Note the truck on top of the self-storage place |
San Antonio's River Walk. Looks like they bought all the old-style river barges when SA upgraded some years back. Maybe in 20 years it will be nicer, but it seems right now to be a shamelessly and pathetically commercial endeavour with none of the charm that makes the Paseo del Rio such an attraction. With luck, though, local businesses (as opposed to the national chains) will move in to give it a uniquely Oklahoma flavour that it now lacks. Right now it's more like a Las Vegas-style mall spread along a fake river.
The thing that most struck me was a sign I saw in a small grassy area next to one of the new upscale apartments just north of Bricktown. There's something radically wrong with the nanny attitudes of a place when they post signs that forbid letting your dog poop on the grass. I think next time I come to Oklahoma City I will save up my dog's output for a couple of weeks, and deposit it along the sidewalks in that area.
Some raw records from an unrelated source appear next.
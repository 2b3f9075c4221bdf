//! Watch registry: the live `WatchId` → subscription table.
//!
//! Mutated by subscriptions as they arm and close; read by the single reader
//! loop on every dispatched record. One coarse lock guards the map. Hold
//! times are single map operations; targets are cloned out before dispatch
//! so no subscription code ever runs under the lock.
//!
//! Draining the table closes it: the reader loop drains on exit, and no
//! subscription may register afterwards.

use std::collections::HashMap;
use std::fmt;
use std::sync::{Arc, Weak};

use parking_lot::Mutex;
use tracing::debug;

use crate::codec::{RawEvent, WatchId};
use crate::error::{NotifyResult, RegistryError};

/// Something the reader loop can route a raw record to.
pub trait DispatchTarget: Send + Sync {
    /// Delivers one record.
    ///
    /// # Errors
    /// `SubscriptionClosed` if the target closed before the record arrived.
    fn dispatch(&self, event: &RawEvent) -> NotifyResult<()>;

    /// Marks the target closed because the kernel handle went away.
    ///
    /// Issues no kernel calls.
    fn detach(&self);
}

#[derive(Default)]
struct Table {
    entries: HashMap<WatchId, Weak<dyn DispatchTarget>>,
    closed: bool,
}

/// Non-owning map from watch descriptor to dispatch target.
#[derive(Default)]
pub struct WatchRegistry {
    table: Mutex<Table>,
}

impl WatchRegistry {
    /// Creates an empty, open registry.
    #[must_use]
    pub fn new() -> Self {
        Self::default()
    }

    /// Adds a mapping.
    ///
    /// A leftover entry whose target has already been dropped is replaced.
    ///
    /// # Errors
    /// - `Closed` once the registry has been drained
    /// - `AlreadyRegistered` if a live target holds `id`
    pub fn register(&self, id: WatchId, target: Weak<dyn DispatchTarget>) -> Result<(), RegistryError> {
        let mut guard = self.table.lock();
        if guard.closed {
            return Err(RegistryError::Closed);
        }
        let table = &mut guard.entries;
        if let Some(existing) = table.get(&id) {
            if existing.strong_count() > 0 {
                return Err(RegistryError::AlreadyRegistered { id });
            }
            debug!(%id, "replacing stale registry entry");
        }
        table.insert(id, target);
        Ok(())
    }

    /// Finds the target for `id`.
    ///
    /// # Errors
    /// `NotFound` if nothing live is registered under `id`. This is expected
    /// for records that race an unregister.
    pub fn lookup(&self, id: WatchId) -> Result<Arc<dyn DispatchTarget>, RegistryError> {
        let mut guard = self.table.lock();
        let table = &mut guard.entries;
        let Some(weak) = table.get(&id) else {
            return Err(RegistryError::NotFound { id });
        };
        match weak.upgrade() {
            Some(target) => Ok(target),
            None => {
                table.remove(&id);
                Err(RegistryError::NotFound { id })
            }
        }
    }

    /// Removes the mapping for `id`. Tolerates `id` being absent.
    ///
    /// Returns true if an entry was removed.
    pub fn unregister(&self, id: WatchId) -> bool {
        self.table.lock().entries.remove(&id).is_some()
    }

    /// Whether `id` has an entry, live or not.
    #[must_use]
    pub fn contains(&self, id: WatchId) -> bool {
        self.table.lock().entries.contains_key(&id)
    }

    /// Number of entries.
    #[must_use]
    pub fn len(&self) -> usize {
        self.table.lock().entries.len()
    }

    /// Whether the table has no entries.
    #[must_use]
    pub fn is_empty(&self) -> bool {
        self.table.lock().entries.is_empty()
    }

    /// Whether `drain` has been called.
    #[must_use]
    pub fn is_closed(&self) -> bool {
        self.table.lock().closed
    }

    /// Currently registered descriptors, sorted.
    #[must_use]
    pub fn ids(&self) -> Vec<WatchId> {
        let mut ids: Vec<WatchId> = self.table.lock().entries.keys().copied().collect();
        ids.sort_unstable();
        ids
    }

    /// Closes the table, empties it and returns every target that is still
    /// alive. Later `register` calls fail with `Closed`.
    pub fn drain(&self) -> Vec<Arc<dyn DispatchTarget>> {
        let drained: Vec<_> = {
            let mut guard = self.table.lock();
            guard.closed = true;
            guard.entries.drain().map(|(_, weak)| weak).collect()
        };
        drained.iter().filter_map(Weak::upgrade).collect()
    }
}

impl fmt::Debug for WatchRegistry {
    fn fmt(&self, f: &mut fmt::Formatter<'_>) -> fmt::Result {
        f.debug_struct("WatchRegistry")
            .field("ids", &self.ids())
            .field("closed", &self.is_closed())
            .finish()
    }
}
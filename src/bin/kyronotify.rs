//! kyronotify CLI
//!
//! Watches one or more paths and prints every event until all watches are
//! gone, the stream ends, or Ctrl-C is pressed.

use std::path::PathBuf;
use std::process::ExitCode;

use clap::Parser;
use tokio::signal;
use tracing::{error, info, warn};
use tracing_subscriber::layer::SubscriberExt;
use tracing_subscriber::util::SubscriberInitExt;
use tracing_subscriber::{EnvFilter, Layer};

use kyronotify::{Event, EventMask, Notifier, NotifierConfig, NotifyResult, ReaderExit, Watch};

/// Print filesystem events for the given paths.
#[derive(Debug, Parser)]
#[command(name = "kyronotify", version, about)]
struct Cli {
    /// Log level used when RUST_LOG is not set.
    #[arg(long, default_value = "warn", env = "KYRONOTIFY_LOG_LEVEL")]
    log_level: String,

    /// Print one JSON object per event.
    #[arg(long)]
    json: bool,

    /// Events buffered before new ones are dropped.
    #[arg(long, default_value_t = NotifierConfig::default().queue_capacity)]
    queue_capacity: usize,

    /// Comma-separated event names, or "all".
    #[arg(long, default_value = "all")]
    events: EventMask,

    /// Paths to watch.
    #[arg(required = true)]
    paths: Vec<PathBuf>,
}

fn init_logging(level: &str) {
    // RUST_LOG env var takes precedence over --log-level
    let filter = if std::env::var("RUST_LOG").is_ok() {
        EnvFilter::from_default_env()
    } else {
        EnvFilter::new(level)
    };

    let fmt_layer = tracing_subscriber::fmt::layer()
        .with_target(true)
        .with_writer(std::io::stderr)
        .with_filter(filter);

    tracing_subscriber::registry().with(fmt_layer).init();
}

fn print_event(event: &Event, json: bool) {
    if json {
        match serde_json::to_string(event) {
            Ok(line) => println!("{line}"),
            Err(e) => warn!(error = %e, "failed to encode event"),
        }
    } else {
        println!("{event}");
    }
}

async fn run(cli: Cli) -> NotifyResult<()> {
    let cfg = NotifierConfig {
        queue_capacity: cli.queue_capacity,
        ..NotifierConfig::default()
    };
    let notifier = Notifier::open(cfg)?;

    let mut watches: Vec<Watch> = Vec::with_capacity(cli.paths.len());
    for path in cli.paths {
        match notifier.add_watch(path.clone(), cli.events) {
            Ok(watch) => watches.push(watch),
            Err(e) => error!(path = %path.display(), error = %e, "cannot watch path"),
        }
    }
    if watches.is_empty() {
        notifier.close();
        return Err(kyronotify::NotifyError::invalid_argument("no path could be watched"));
    }
    info!(count = watches.len(), events = %cli.events, "watching");

    loop {
        tokio::select! {
            _ = signal::ctrl_c() => {
                info!("interrupted");
                break;
            }
            next = notifier.next() => {
                let Some(event) = next else { break };
                print_event(&event, cli.json);
                if event.is_ignored() {
                    watches.retain(|w| !w.is_closed());
                    if watches.is_empty() {
                        info!("no watches left");
                        break;
                    }
                }
            }
        }
    }

    drop(watches);
    let dropped = notifier.dropped_events();
    if dropped > 0 {
        warn!(dropped, "events were dropped because the queue was full");
    }
    match notifier.shutdown().await? {
        ReaderExit::Eof => info!("inotify handle reached end of stream"),
        ReaderExit::Cancelled => {}
    }
    Ok(())
}

#[tokio::main]
async fn main() -> ExitCode {
    let cli = Cli::parse();
    init_logging(&cli.log_level);

    match run(cli).await {
        Ok(()) => ExitCode::SUCCESS,
        Err(e) => {
            eprintln!("error: {e}");
            ExitCode::FAILURE
        }
    }
}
Early Tuesday I was out of the hotel, planning to spend a couple of hours hiking in Red Rock Canyon, about an hour west of town. A pretty place: you descend sharply on a tightly curving road until you're in a small forested canyon between sandstone walls. Unfortunately, the only trail in the park, Rough Horsetail Trail, was closed because of flood damage, so I only spent about half an hour in the park.
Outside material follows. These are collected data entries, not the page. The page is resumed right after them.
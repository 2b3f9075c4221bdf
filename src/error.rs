//! Error types for kyronotify.
//!
//! All errors are strongly typed using thiserror. Leaf enums describe one
//! component each (record decoding, the watch registry); `NotifyError` is the
//! top-level type every public operation returns.
//!
//! Errors fall into two scopes:
//! - **fatal**: the kernel handle could not be created or read. The reader
//!   loop terminates and the pipeline is over.
//! - **local**: a single subscription could not be armed or removed, or a
//!   single record could not be decoded. Everything else keeps running.

use std::io;
use std::path::PathBuf;

use thiserror::Error;

use crate::codec::WatchId;

/// Errors decoding one binary inotify record.
#[derive(Debug, Clone, Error, PartialEq, Eq)]
pub enum DecodeError {
    #[error("Short read: record needs {needed} bytes, only {available} buffered")]
    ShortRead {
        needed: usize,
        available: usize,
    },

    #[error("Record name length {len} exceeds maximum {max}")]
    NameTooLong {
        len: usize,
        max: usize,
    },
}

/// Errors from the watch-id → subscription table.
#[derive(Debug, Clone, Error, PartialEq, Eq)]
pub enum RegistryError {
    #[error("Watch {id} is already registered")]
    AlreadyRegistered {
        id: WatchId,
    },

    #[error("Watch {id} is not registered")]
    NotFound {
        id: WatchId,
    },

    #[error("Watch registry is closed")]
    Closed,
}

/// Top-level error type for kyronotify.
#[derive(Debug, Error)]
pub enum NotifyError {
    #[error("Failed to initialize inotify: {source}")]
    Init {
        #[source]
        source: io::Error,
    },

    #[error("Invalid argument: {reason}")]
    InvalidArgument {
        reason: String,
    },

    #[error("Interest mask must name at least one event")]
    EmptyMask,

    #[error("Cannot watch {}: {source}", .path.display())]
    Path {
        path: PathBuf,
        #[source]
        source: io::Error,
    },

    #[error("Failed to remove watch {id}: {source}")]
    Watch {
        id: WatchId,
        #[source]
        source: io::Error,
    },

    #[error("Watch on {} is already armed", .path.display())]
    ArmedAlready {
        path: PathBuf,
    },

    #[error("Watch on {} is closed", .path.display())]
    SubscriptionClosed {
        path: PathBuf,
    },

    #[error("Inotify handle is closed")]
    HandleClosed,

    #[error("Fatal read error on inotify handle: {source}")]
    Read {
        #[source]
        source: io::Error,
    },

    #[error("Operation timed out after {duration_ms}ms")]
    Timeout {
        duration_ms: u64,
    },

    #[error("Decode error: {0}")]
    Decode(#[from] DecodeError),

    #[error("Registry error: {0}")]
    Registry(#[from] RegistryError),

    #[error("Internal error: {message}")]
    Internal {
        message: String,
    },
}

impl NotifyError {
    /// Creates an internal error.
    #[must_use]
    pub fn internal(message: impl Into<String>) -> Self {
        Self::Internal {
            message: message.into(),
        }
    }

    /// Creates an invalid-argument error.
    #[must_use]
    pub fn invalid_argument(reason: impl Into<String>) -> Self {
        Self::InvalidArgument {
            reason: reason.into(),
        }
    }

    /// Returns true if this error ends the whole pipeline.
    #[must_use]
    pub const fn is_fatal(&self) -> bool {
        matches!(self, Self::Init { .. } | Self::Read { .. })
    }

    /// Returns true if this error only concerns a single subscription.
    #[must_use]
    pub const fn is_local(&self) -> bool {
        matches!(
            self,
            Self::InvalidArgument { .. }
                | Self::EmptyMask
                | Self::Path { .. }
                | Self::Watch { .. }
                | Self::ArmedAlready { .. }
                | Self::SubscriptionClosed { .. }
        )
    }

    /// The platform errno carried by this error, if any.
    #[must_use]
    pub fn os_error_code(&self) -> Option<i32> {
        match self {
            Self::Init { source }
            | Self::Path { source, .. }
            | Self::Watch { source, .. }
            | Self::Read { source } => source.raw_os_error(),
            _ => None,
        }
    }
}

/// Result type alias for kyronotify operations.
pub type NotifyResult<T> = Result<T, NotifyError>;

#[cfg(test)]
mod tests {
    use super::*;

    #[test]
    fn test_decode_error_short_read() {
        let err = DecodeError::ShortRead {
            needed: 32,
            available: 20,
        };
        let msg = format!("{err}");
        assert!(msg.contains("32"));
        assert!(msg.contains("20"));
    }

    #[test]
    fn test_registry_error_already_registered() {
        let err = RegistryError::AlreadyRegistered { id: WatchId(7) };
        assert!(format!("{err}").contains("already registered"));
    }

    #[test]
    fn test_path_error_carries_errno() {
        let err = NotifyError::Path {
            path: PathBuf::from("/nope"),
            source: io::Error::from_raw_os_error(libc::ENOENT),
        };
        assert!(err.is_local());
        assert!(!err.is_fatal());
        assert_eq!(err.os_error_code(), Some(libc::ENOENT));
        assert!(format!("{err}").contains("/nope"));
    }

    #[test]
    fn test_init_and_read_are_fatal() {
        let init = NotifyError::Init {
            source: io::Error::from_raw_os_error(libc::EMFILE),
        };
        assert!(init.is_fatal());
        assert_eq!(init.os_error_code(), Some(libc::EMFILE));

        let read = NotifyError::Read {
            source: io::Error::from_raw_os_error(libc::EIO),
        };
        assert!(read.is_fatal());
        assert!(!read.is_local());
    }

    #[test]
    fn test_from_decode_error() {
        let err: NotifyError = DecodeError::NameTooLong { len: 9000, max: 4096 }.into();
        assert!(matches!(err, NotifyError::Decode(_)));
        assert!(!err.is_fatal());
        assert_eq!(err.os_error_code(), None);
    }

    #[test]
    fn test_internal() {
        let err = NotifyError::internal("unexpected state");
        assert!(format!("{err}").contains("unexpected state"));
        assert!(!err.is_local());
    }
}
//! Bounded, closeable event queue shared by all subscriptions of a notifier.
//!
//! The producer is the single reader loop and must never stall on a slow
//! consumer: `push` uses a non-blocking `try_send` and drops (and counts) the
//! event when the queue is full. Closing drops the sender, so consumers drain
//! what is left and then observe end-of-stream.

use std::sync::atomic::{AtomicU64, Ordering};
use std::time::Duration;

use crossbeam_channel::{bounded, Receiver, RecvTimeoutError, Sender, TryRecvError, TrySendError};
use futures::Stream;
use parking_lot::Mutex;
use tokio::sync::Notify;
use tracing::warn;

use crate::error::{NotifyError, NotifyResult};
use crate::event::Event;

/// What happened to a pushed event.
#[derive(Debug, Clone, Copy, PartialEq, Eq)]
pub enum PushOutcome {
    /// The event is waiting for a consumer.
    Queued,
    /// The queue was full; the drop counter was incremented.
    Dropped,
    /// The queue was closed; the event was discarded without counting.
    Closed,
}

/// Bounded multi-producer queue of `Event`s with drop-when-full semantics.
#[derive(Debug)]
pub struct EventQueue {
    capacity: usize,
    tx: Mutex<Option<Sender<Event>>>,
    rx: Receiver<Event>,
    notify: Notify,
    dropped: AtomicU64,
}

impl EventQueue {
    /// Creates a queue holding at most `capacity` events (minimum 1).
    #[must_use]
    pub fn new(capacity: usize) -> Self {
        let capacity = capacity.max(1);
        let (tx, rx) = bounded(capacity);
        Self {
            capacity,
            tx: Mutex::new(Some(tx)),
            rx,
            notify: Notify::new(),
            dropped: AtomicU64::new(0),
        }
    }

    /// Non-blocking enqueue.
    pub fn push(&self, event: Event) -> PushOutcome {
        let outcome = {
            let tx = self.tx.lock();
            let Some(tx) = tx.as_ref() else {
                return PushOutcome::Closed;
            };
            match tx.try_send(event) {
                Ok(()) => PushOutcome::Queued,
                Err(TrySendError::Full(_)) => PushOutcome::Dropped,
                Err(TrySendError::Disconnected(_)) => PushOutcome::Closed,
            }
        };

        match outcome {
            PushOutcome::Queued => self.notify.notify_waiters(),
            PushOutcome::Dropped => {
                let total = self.dropped.fetch_add(1, Ordering::Relaxed) + 1;
                if total.is_power_of_two() {
                    warn!(dropped = total, capacity = self.capacity, "event queue full, dropping events");
                }
            }
            PushOutcome::Closed => {}
        }
        outcome
    }

    /// Marks the queue closed and wakes every pending consumer.
    ///
    /// Already queued events stay retrievable. Returns true if this call
    /// closed the queue.
    pub fn close(&self) -> bool {
        let closed = self.tx.lock().take().is_some();
        self.notify.notify_waiters();
        closed
    }

    /// Whether `close` has been called.
    #[must_use]
    pub fn is_closed(&self) -> bool {
        self.tx.lock().is_none()
    }

    /// Number of events dropped because the queue was full.
    #[must_use]
    pub fn dropped(&self) -> u64 {
        self.dropped.load(Ordering::Relaxed)
    }

    /// Maximum number of queued events.
    #[must_use]
    pub const fn capacity(&self) -> usize {
        self.capacity
    }

    /// Number of events waiting.
    #[must_use]
    pub fn len(&self) -> usize {
        self.rx.len()
    }

    /// Whether no event is waiting.
    #[must_use]
    pub fn is_empty(&self) -> bool {
        self.rx.is_empty()
    }

    /// Takes the next event if one is ready.
    #[must_use]
    pub fn try_next(&self) -> Option<Event> {
        self.rx.try_recv().ok()
    }

    /// Waits for the next event.
    ///
    /// Returns `None` once the queue is closed and drained.
    pub async fn next(&self) -> Option<Event> {
        loop {
            let notified = self.notify.notified();
            tokio::pin!(notified);
            notified.as_mut().enable();

            match self.rx.try_recv() {
                Ok(event) => return Some(event),
                Err(TryRecvError::Disconnected) => return None,
                Err(TryRecvError::Empty) => notified.await,
            }
        }
    }

    /// Receive the next event (blocking the current thread).
    ///
    /// Returns `None` once the queue is closed and drained.
    #[must_use]
    pub fn recv_blocking(&self) -> Option<Event> {
        self.rx.recv().ok()
    }

    /// Receive the next event with a timeout.
    ///
    /// Returns `Ok(None)` once the queue is closed and drained.
    ///
    /// # Errors
    /// `NotifyError::Timeout` if nothing arrived in time.
    pub fn recv_timeout(&self, timeout: Duration) -> NotifyResult<Option<Event>> {
        match self.rx.recv_timeout(timeout) {
            Ok(event) => Ok(Some(event)),
            Err(RecvTimeoutError::Disconnected) => Ok(None),
            Err(RecvTimeoutError::Timeout) => Err(NotifyError::Timeout {
                duration_ms: timeout.as_millis().min(u128::from(u64::MAX)) as u64,
            }),
        }
    }

    /// The queue as a finite async stream.
    pub fn stream(&self) -> impl Stream<Item = Event> + '_ {
        futures::stream::unfold(self, |queue| async move {
            queue.next().await.map(|event| (event, queue))
        })
    }
}

#[cfg(test)]
mod tests {
    use std::path::PathBuf;
    use std::sync::Arc;

    use futures::StreamExt;

    use super::*;
    use crate::mask::EventMask;

    fn ev(i: u32) -> Event {
        Event {
            path: PathBuf::from(format!("/w/{i}")),
            cookie: i,
            mask: EventMask::CREATE,
        }
    }

    #[test]
    fn overflow_drops_exactly_one_and_keeps_order() {
        let queue = EventQueue::new(3);
        for i in 0..3 {
            assert_eq!(queue.push(ev(i)), PushOutcome::Queued);
        }
        assert_eq!(queue.push(ev(3)), PushOutcome::Dropped);
        assert_eq!(queue.dropped(), 1);

        let got: Vec<u32> = std::iter::from_fn(|| queue.try_next()).map(|e| e.cookie).collect();
        assert_eq!(got, vec![0, 1, 2]);
    }

    #[test]
    fn push_after_close_is_discarded_without_counting() {
        let queue = EventQueue::new(4);
        assert!(queue.close());
        assert!(!queue.close());
        assert_eq!(queue.push(ev(0)), PushOutcome::Closed);
        assert_eq!(queue.dropped(), 0);
        assert!(queue.is_empty());
    }

    #[test]
    fn zero_capacity_is_clamped() {
        let queue = EventQueue::new(0);
        assert_eq!(queue.capacity(), 1);
        assert_eq!(queue.push(ev(0)), PushOutcome::Queued);
        assert_eq!(queue.push(ev(1)), PushOutcome::Dropped);
    }

    #[test]
    fn blocking_consumer_drains_then_sees_end() {
        let queue = EventQueue::new(4);
        queue.push(ev(7));
        queue.close();
        assert_eq!(queue.recv_blocking().map(|e| e.cookie), Some(7));
        assert_eq!(queue.recv_blocking(), None);
    }

    #[test]
    fn recv_timeout_reports_timeout() {
        let queue = EventQueue::new(4);
        let err = queue.recv_timeout(Duration::from_millis(10)).unwrap_err();
        assert!(matches!(err, NotifyError::Timeout { duration_ms: 10 }));

        queue.close();
        assert!(queue.recv_timeout(Duration::from_millis(10)).unwrap().is_none());
    }

    #[tokio::test]
    async fn next_wakes_on_push() {
        let queue = Arc::new(EventQueue::new(4));
        let consumer = {
            let queue = Arc::clone(&queue);
            tokio::spawn(async move { queue.next().await })
        };
        tokio::task::yield_now().await;
        queue.push(ev(5));
        let got = consumer.await.unwrap();
        assert_eq!(got.map(|e| e.cookie), Some(5));
    }

    #[tokio::test]
    async fn next_wakes_on_close() {
        let queue = Arc::new(EventQueue::new(4));
        let consumer = {
            let queue = Arc::clone(&queue);
            tokio::spawn(async move { queue.next().await })
        };
        tokio::task::yield_now().await;
        queue.close();
        assert_eq!(consumer.await.unwrap(), None);
    }

    #[tokio::test]
    async fn stream_is_finite() {
        let queue = EventQueue::new(8);
        for i in 0..3 {
            queue.push(ev(i));
        }
        queue.close();
        let cookies: Vec<u32> = queue.stream().map(|e| e.cookie).collect().await;
        assert_eq!(cookies, vec![0, 1, 2]);
    }
}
Then it was up to Liberal, Kansas, where I saw the Land of Oz, which, to be honest, was not worth stopping for. It's the kind of tourist attraction that gives small towns their reputation for being lame. It actually is lame, though I'm sure Liberal is a nice place to live.
From there I went up to Monument Rocks, possibly the country's best-kept secret. I was there a couple of years ago with a friend; this time I spent about an hour wandering around the hoodoos by myself, not another soul in sight. The sky, this time, was more dramatic, and it was later in the day (and much cooler!). I loved it, and took way too many pictures (most of which can be seen in the online album).
And if anybody (besides me) is keeping track, today I went through the last two unvisited counties in Kansas. Tomorrow I'm off to see a Pony Express station and the Highest Waterfall in Nebraska. And I should go through six new counties in that state this trip.